The pasuk says: "velo sasuru acharei levavchem ve’acharei einechem." Rashi brings from chazal: the eyes are scouts for the body. The eyes see, then the heart desires, and the rest of the body gets dragged into it as well. This raises an obvious question: the pasuk says einechem only after having said levavchem. If the chazal that Rashi brings is truly the Torah sheba’al peh counterpart to this pasuk; if the lesson of this pasuk is, in fact, that first the eyes see and then the heart desires - why is the order switched?
There are many answers given. The following is very close to pashut peshat, and brings an important point home.

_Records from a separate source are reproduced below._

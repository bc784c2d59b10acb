// Publisher - serialize fields and append to the stream

use super::Queue;
use crate::application::scope::with_timeout;
use crate::error::{QueueError, Result};
use crate::port::TrimPolicy;
use serde::Serialize;
use tracing::debug;

impl Queue {
    /// Publish one message, returning its store-assigned id
    ///
    /// Every value is serialized to JSON on its own; a failure names the
    /// offending key. When `max_len` is set the stream is trimmed to about
    /// that many entries.
    ///
    /// # Example
    /// ```text
    /// let id = queue
    ///     .publish([("order_id", json!(42)), ("sku", json!("A-1"))])
    ///     .await?;
    /// ```
    ///
    /// # Errors
    /// - QueueError::QueueClosed after `close`
    /// - QueueError::Marshal if a value cannot be serialized
    /// - QueueError::Store on append failure or `write_timeout`
    pub async fn publish<I, K, V>(&self, values: I) -> Result<String>
    where
        I: IntoIterator<Item = (K, V)>,
        K: Into<String>,
        V: Serialize,
    {
        self.ensure_running()?;
        let fields = encode_fields(values)?;

        let opts = &self.inner.opts;
        let trim = TrimPolicy::from_max_len(opts.max_len, opts.approximate_len);
        let id = with_timeout(
            opts.write_timeout,
            self.inner.store.append(&self.inner.stream, &fields, trim),
        )
        .await?;

        debug!(stream = %self.inner.stream, message_id = %id, "Message published");
        Ok(id)
    }
}

/// Serialize each value independently
pub(crate) fn encode_fields<I, K, V>(values: I) -> Result<Vec<(String, String)>>
where
    I: IntoIterator<Item = (K, V)>,
    K: Into<String>,
    V: Serialize,
{
    values
        .into_iter()
        .map(|(key, value)| {
            let key = key.into();
            match serde_json::to_string(&value) {
                Ok(encoded) => Ok((key, encoded)),
                Err(source) => Err(QueueError::Marshal { key, source }),
            }
        })
        .collect()
}
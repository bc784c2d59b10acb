// Stream Store Port (Interface)
// Append-only log with consumer groups, offered by an external store

use async_trait::async_trait;
use std::collections::HashMap;
use std::time::Duration;
use thiserror::Error;

/// Store errors
#[derive(Error, Debug)]
pub enum StoreError {
    /// A blocking read timed out with nothing to deliver
    #[error("No data available")]
    NoData,

    #[error("No such stream: {0}")]
    NoSuchStream(String),

    #[error("No such consumer group '{group}' on stream '{stream}'")]
    NoGroup { stream: String, group: String },

    /// Consumer group creation raced with another creator
    #[error("Consumer group already exists: {0}")]
    AlreadyExists(String),

    #[error("Store call timed out after {0:?}")]
    Timeout(Duration),

    #[error("Backend error: {0}")]
    Backend(String),
}

impl StoreError {
    /// Whether the error only means "nothing new yet"
    pub fn is_no_data(&self) -> bool {
        matches!(self, StoreError::NoData)
    }
}

/// Retention policy applied on append
#[derive(Debug, Clone, Copy, PartialEq, Eq)]
pub enum TrimPolicy {
    None,
    /// Keep at most `len` entries; `approximate` lets the store trim lazily
    MaxLen { len: usize, approximate: bool },
}

impl TrimPolicy {
    pub fn from_max_len(max_len: usize, approximate: bool) -> Self {
        if max_len == 0 {
            TrimPolicy::None
        } else {
            TrimPolicy::MaxLen {
                len: max_len,
                approximate,
            }
        }
    }
}

/// Where a new consumer group starts reading
#[derive(Debug, Clone, Copy, PartialEq, Eq)]
pub enum GroupStart {
    /// Deliver the whole backlog
    Beginning,
    /// Only entries appended after creation
    Latest,
}

/// Inclusive id range; `-` and `+` are the open ends
#[derive(Debug, Clone, PartialEq, Eq)]
pub struct IdRange {
    pub start: String,
    pub end: String,
}

impl IdRange {
    pub fn full() -> Self {
        Self {
            start: "-".to_string(),
            end: "+".to_string(),
        }
    }

    /// From `start` (inclusive) to the end of the stream
    pub fn starting_at(start: impl Into<String>) -> Self {
        Self {
            start: start.into(),
            end: "+".to_string(),
        }
    }
}

/// An entry as delivered by the store
#[derive(Debug, Clone, PartialEq, Eq)]
pub struct StreamEntry {
    pub id: String,
    pub fields: HashMap<String, String>,
}

/// Aggregate view of a group's pending entries list
#[derive(Debug, Clone, Default, PartialEq, Eq)]
pub struct PendingSummary {
    pub count: u64,
    pub lowest: Option<String>,
    pub highest: Option<String>,
    /// Pending count per consumer
    pub consumers: Vec<(String, u64)>,
}

/// One pending entry
#[derive(Debug, Clone, PartialEq, Eq)]
pub struct PendingEntry {
    pub id: String,
    pub consumer: String,
    /// Time since the entry was last delivered
    pub idle: Duration,
    pub delivery_count: u64,
}

/// Stream store client
///
/// Implementations must be safe to share between the reader, the reclaimer
/// and every worker of a queue.
///
/// Implementations:
/// - MemoryStreamStore: in-process store (streamq-infra-memory)
#[cfg_attr(test, mockall::automock)]
#[async_trait]
pub trait StreamStore: Send + Sync {
    /// Append an entry, returning its store-assigned id
    async fn append(
        &self,
        stream: &str,
        fields: &[(String, String)],
        trim: TrimPolicy,
    ) -> Result<String, StoreError>;

    /// Create a consumer group
    ///
    /// # Errors
    /// - StoreError::AlreadyExists if the group exists
    /// - StoreError::NoSuchStream if the stream does not exist
    async fn create_group(&self, stream: &str, group: &str, start: GroupStart)
        -> Result<(), StoreError>;

    /// List consumer group names
    ///
    /// # Errors
    /// - StoreError::NoSuchStream if the stream does not exist
    async fn list_groups(&self, stream: &str) -> Result<Vec<String>, StoreError>;

    /// Read entries never delivered to the group, blocking up to `block`
    ///
    /// A zero `block` waits until data arrives.
    ///
    /// # Errors
    /// - StoreError::NoData when the wait elapses with nothing to deliver
    /// - StoreError::NoGroup if the group does not exist
    async fn read_group(
        &self,
        group: &str,
        consumer: &str,
        stream: &str,
        count: usize,
        block: Duration,
    ) -> Result<Vec<StreamEntry>, StoreError>;

    /// Acknowledge entries, returning how many left the pending list
    async fn ack(&self, stream: &str, group: &str, ids: &[String]) -> Result<u64, StoreError>;

    async fn pending_summary(&self, stream: &str, group: &str)
        -> Result<PendingSummary, StoreError>;

    async fn pending_detail(
        &self,
        stream: &str,
        group: &str,
        range: IdRange,
        count: usize,
    ) -> Result<Vec<PendingEntry>, StoreError>;

    /// Transfer pending entries idle for at least `min_idle` to `consumer`
    ///
    /// Entries that are no longer pending, not idle long enough or already
    /// trimmed from the stream are skipped.
    async fn claim(
        &self,
        stream: &str,
        group: &str,
        consumer: &str,
        min_idle: Duration,
        ids: &[String],
    ) -> Result<Vec<StreamEntry>, StoreError>;
}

The cycle goes as follows: A person is walking, and something provocative catches the corner of his eye. Curious, his urge is to take a second glance, to turn his head, lift his eyes, and look. Says the Torah: velo sasuru acharei levavchem ve’acharei einechem. We cannot control what leaks into the corner of our eye, or what pops into our direct line of vision. Ohnoos, rachamana patreih. The ikkar is not to follow our heart and take a second look. Do you know why? Because the eyes are the scouts for the body. The eye sees, and the heart wants and leads the rest of the body to sin.
That is why the order is reversed. The pasuk is telling us the prohibition - do not follow your heart to take that second look. The corresponding chazal is warning us of what we know only too well - if you take that second look, the eyes will affect the heart, and pull the body into sin.
I think this is important for any male member of our species, especially us. It is something I am working on myself, as I have come to understand that it is truly the cornerstone of our struggle. Training our self not to take the second glace… and feeling good about it.